Volume 472, Number 3, September IV 2007
|Page(s)||1029 - 1035|
|Section||Atomic, molecular, and nuclear data|
|Published online||26 June 2007|
Quasi-classical rate coefficient calculations for the rotational (de)excitation of H2O by H2*
Laboratoire d'Astrophysique, UMR 5571 CNRS, Université Joseph-Fourier, BP 53, 38041 Grenoble Cedex 09, France e-mail: firstname.lastname@example.org
2 Observatoire de Paris-Meudon, LERMA UMR 8112 CNRS, 5 place Jules Janssen, 92195 Meudon Cedex, France
Accepted: 4 June 2007
Context.The interpretation of water line emission from existing observations and future HIFI/Herschel data requires a detailed knowledge of collisional rate coefficients. Among all relevant collisional mechanisms, the rotational (de)excitation of H2O by H2 molecules is the process of most interest in interstellar space.
Aims.To determine rate coefficients for rotational de-excitation among the lowest 45 para and 45 ortho rotational levels of H2O colliding with both para and ortho-H2 in the temperature range 20-2000 K.
Methods.Rate coefficients are calculated on a recent high-accuracy H2O-H2 potential energy surface using quasi-classical trajectory calculations. Trajectories are sampled by a canonical Monte-Carlo procedure. H2 molecules are assumed to be rotationally thermalized at the kinetic temperature.

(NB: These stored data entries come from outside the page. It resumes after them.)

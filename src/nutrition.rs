// Copyright 2023 Remi Bernotavicius

use crate::database::models::RowPosition;
use crate::records::{FieldError, MealPlanEntry, Recipe, RecipeIngredient};
use std::collections::HashMap;
use std::fmt;
use std::ops::{Add, AddAssign};

/// Calories and macronutrients. Used both for per-100 unit facts and for totals.
#[derive(Debug, Default, Clone, Copy, PartialEq)]
pub struct Nutrients {
    pub calories: f64,
    pub protein: f64,
    pub carbs: f64,
    pub fat: f64,
}

fn round_to_hundredths(value: f64) -> f64 {
    (value * 100.0).round() / 100.0
}

impl Nutrients {
    pub const ZERO: Self = Self {
        calories: 0.0,
        protein: 0.0,
        carbs: 0.0,
        fat: 0.0,
    };

    pub fn scaled(&self, factor: f64) -> Self {
        Self {
            calories: self.calories * factor,
            protein: self.protein * factor,
            carbs: self.carbs * factor,
            fat: self.fat * factor,
        }
    }

    pub fn rounded(&self) -> Self {
        Self {
            calories: round_to_hundredths(self.calories),
            protein: round_to_hundredths(self.protein),
            carbs: round_to_hundredths(self.carbs),
            fat: round_to_hundredths(self.fat),
        }
    }

    pub fn values(&self) -> [f64; 4] {
        [self.calories, self.protein, self.carbs, self.fat]
    }
}

impl Add for Nutrients {
    type Output = Self;

    fn add(self, other: Self) -> Self {
        Self {
            calories: self.calories + other.calories,
            protein: self.protein + other.protein,
            carbs: self.carbs + other.carbs,
            fat: self.fat + other.fat,
        }
    }
}

impl AddAssign for Nutrients {
    fn add_assign(&mut self, other: Self) {
        *self = *self + other;
    }
}

#[derive(Debug, Clone, PartialEq)]
pub enum SkipReason {
    UnknownIngredient,
    UnknownRecipe,
    Malformed {
        position: RowPosition,
        error: FieldError,
    },
}

#[derive(Debug, Clone, PartialEq)]
pub struct Skipped {
    pub item: String,
    pub reason: SkipReason,
}

impl fmt::Display for Skipped {
    fn fmt(&self, f: &mut fmt::Formatter<'_>) -> fmt::Result {
        let item = &self.item;
        match &self.reason {
            SkipReason::UnknownIngredient => write!(f, "skipped {item}: no such ingredient"),
            SkipReason::UnknownRecipe => write!(f, "skipped {item}: no such recipe"),
            SkipReason::Malformed { position, error } => {
                write!(f, "skipped {item} (row {position}): {error}")
            }
        }
    }
}

/// Totals over a set of items, along with every item that couldn't be counted.
#[derive(Debug, Default, Clone, PartialEq)]
pub struct Aggregate {
    pub totals: Nutrients,
    pub counted: usize,
    pub skipped: Vec<Skipped>,
}

impl Aggregate {
    pub fn skip(&mut self, item: impl Into<String>, reason: SkipReason) {
        let skipped = Skipped {
            item: item.into(),
            reason,
        };
        log::warn!("{skipped}");
        self.skipped.push(skipped);
    }

    fn count(&mut self, nutrients: Nutrients) {
        self.totals += nutrients;
        self.counted += 1;
    }
}

/// Sums each ingredient's per-100 facts scaled by `quantity / 100`. Ingredients without facts
/// are skipped. Totals are rounded to two decimal places.
pub fn compute_recipe_totals(
    ingredient_facts: &HashMap<String, Nutrients>,
    recipe_ingredients: &[RecipeIngredient],
) -> Aggregate {
    let mut aggregate = Aggregate::default();
    for usage in recipe_ingredients {
        match ingredient_facts.get(&usage.ingredient) {
            Some(per_100) => aggregate.count(per_100.scaled(usage.quantity / 100.0)),
            None => aggregate.skip(usage.ingredient.clone(), SkipReason::UnknownIngredient),
        }
    }
    aggregate.totals = aggregate.totals.rounded();
    aggregate
}

/// Sums each meal's recipe totals scaled by `portion_size / servings`. Meals whose recipe is
/// missing are skipped.
pub fn compute_daily_totals(
    meal_entries: &[MealPlanEntry],
    recipes: &HashMap<String, Recipe>,
) -> Aggregate {
    let mut aggregate = Aggregate::default();
    for entry in meal_entries {
        match recipes.get(&entry.recipe) {
            Some(recipe) => {
                aggregate.count(recipe.totals.scaled(entry.portion_size / recipe.servings))
            }
            None => aggregate.skip(entry.key().to_string(), SkipReason::UnknownRecipe),
        }
    }
    aggregate
}

#[cfg(test)]
use crate::records::MealType;
#[cfg(test)]
use maplit::hashmap;

#[cfg(test)]
fn calories(calories: f64) -> Nutrients {
    Nutrients {
        calories,
        ..Nutrients::ZERO
    }
}

#[cfg(test)]
fn usage(ingredient: &str, quantity: f64) -> RecipeIngredient {
    RecipeIngredient::new("recipe", ingredient, quantity, "grams").unwrap()
}

#[cfg(test)]
fn recipe(name: &str, totals: Nutrients, servings: f64) -> Recipe {
    Recipe::new(name, "", "", servings)
        .unwrap()
        .with_totals(totals)
        .unwrap()
}

#[cfg(test)]
fn meal(recipe: &str, portion_size: f64) -> MealPlanEntry {
    let date = chrono::NaiveDate::from_ymd_opt(2024, 3, 1).unwrap();
    MealPlanEntry::new(date, MealType::Dinner, recipe, portion_size).unwrap()
}

#[test]
fn single_ingredient_scales_by_quantity() {
    let facts = hashmap! { "oats".to_string() => calories(200.0) };
    let aggregate = compute_recipe_totals(&facts, &[usage("oats", 150.0)]);
    assert_eq!(aggregate.totals, calories(300.0));
    assert_eq!(aggregate.counted, 1);
    assert!(aggregate.skipped.is_empty());
}

#[test]
fn recipe_totals_are_rounded() {
    let facts = hashmap! {
        "apple".to_string() => Nutrients {
            calories: 52.0,
            protein: 0.26,
            carbs: 13.81,
            fat: 0.17,
        },
    };
    let aggregate = compute_recipe_totals(&facts, &[usage("apple", 123.0)]);
    assert_eq!(
        aggregate.totals,
        Nutrients {
            calories: 63.96,
            protein: 0.32,
            carbs: 16.99,
            fat: 0.21,
        }
    );
}

#[test]
fn recipe_totals_sum_every_ingredient() {
    let facts = hashmap! {
        "flour".to_string() => Nutrients {
            calories: 364.0,
            protein: 10.0,
            carbs: 76.0,
            fat: 1.0,
        },
        "butter".to_string() => Nutrients {
            calories: 717.0,
            protein: 1.0,
            carbs: 0.0,
            fat: 81.0,
        },
    };
    let aggregate =
        compute_recipe_totals(&facts, &[usage("flour", 200.0), usage("butter", 50.0)]);
    assert_eq!(
        aggregate.totals,
        Nutrients {
            calories: 728.0 + 358.5,
            protein: 20.0 + 0.5,
            carbs: 152.0,
            fat: 2.0 + 40.5,
        }
    );
    assert_eq!(aggregate.counted, 2);
}

#[test]
fn unknown_ingredients_contribute_nothing() {
    let facts = hashmap! { "oats".to_string() => calories(200.0) };
    let aggregate =
        compute_recipe_totals(&facts, &[usage("oats", 50.0), usage("unobtainium", 500.0)]);
    assert_eq!(aggregate.totals, calories(100.0));
    assert_eq!(
        aggregate.skipped,
        vec![Skipped {
            item: "unobtainium".into(),
            reason: SkipReason::UnknownIngredient,
        }]
    );
}

#[test]
fn portion_scales_against_servings() {
    let recipes = hashmap! { "stew".to_string() => recipe("stew", calories(400.0), 4.0) };
    let aggregate = compute_daily_totals(&[meal("stew", 2.0)], &recipes);
    assert_eq!(aggregate.totals, calories(200.0));
}

#[test]
fn daily_totals_are_linear_in_portion_size() {
    let recipes = hashmap! {
        "stew".to_string() => recipe("stew", calories(400.0), 4.0),
        "salad".to_string() => recipe("salad", calories(300.0), 2.0),
    };
    let single = compute_daily_totals(&[meal("stew", 1.0), meal("salad", 1.5)], &recipes);
    let doubled = compute_daily_totals(&[meal("stew", 2.0), meal("salad", 1.5)], &recipes);

    let stew_alone = compute_daily_totals(&[meal("stew", 1.0)], &recipes);
    assert_eq!(
        doubled.totals.calories - single.totals.calories,
        stew_alone.totals.calories
    );
    assert_eq!(single.totals.calories, 325.0);
}

#[test]
fn meals_without_recipes_are_skipped() {
    let recipes = hashmap! { "stew".to_string() => recipe("stew", calories(400.0), 4.0) };
    let aggregate = compute_daily_totals(&[meal("stew", 1.0), meal("ghost", 1.0)], &recipes);
    assert_eq!(aggregate.totals, calories(100.0));
    assert_eq!(aggregate.counted, 1);
    assert_eq!(aggregate.skipped[0].reason, SkipReason::UnknownRecipe);
    assert_eq!(
        aggregate.skipped[0].to_string(),
        "skipped 2024-03-01 Dinner: ghost: no such recipe"
    );
}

Results.By comparison with quantum calculations available for low lying levels, classical rates are found to be accurate within a factor of 1-3 for the dominant transitions, that is those with rates larger than a few 10-12 cm3 s-1. Large velocity gradient modelling shows that the new rates have a significant impact on emission line fluxes and that they should be adopted in any detailed population model of water in warm and hot environments.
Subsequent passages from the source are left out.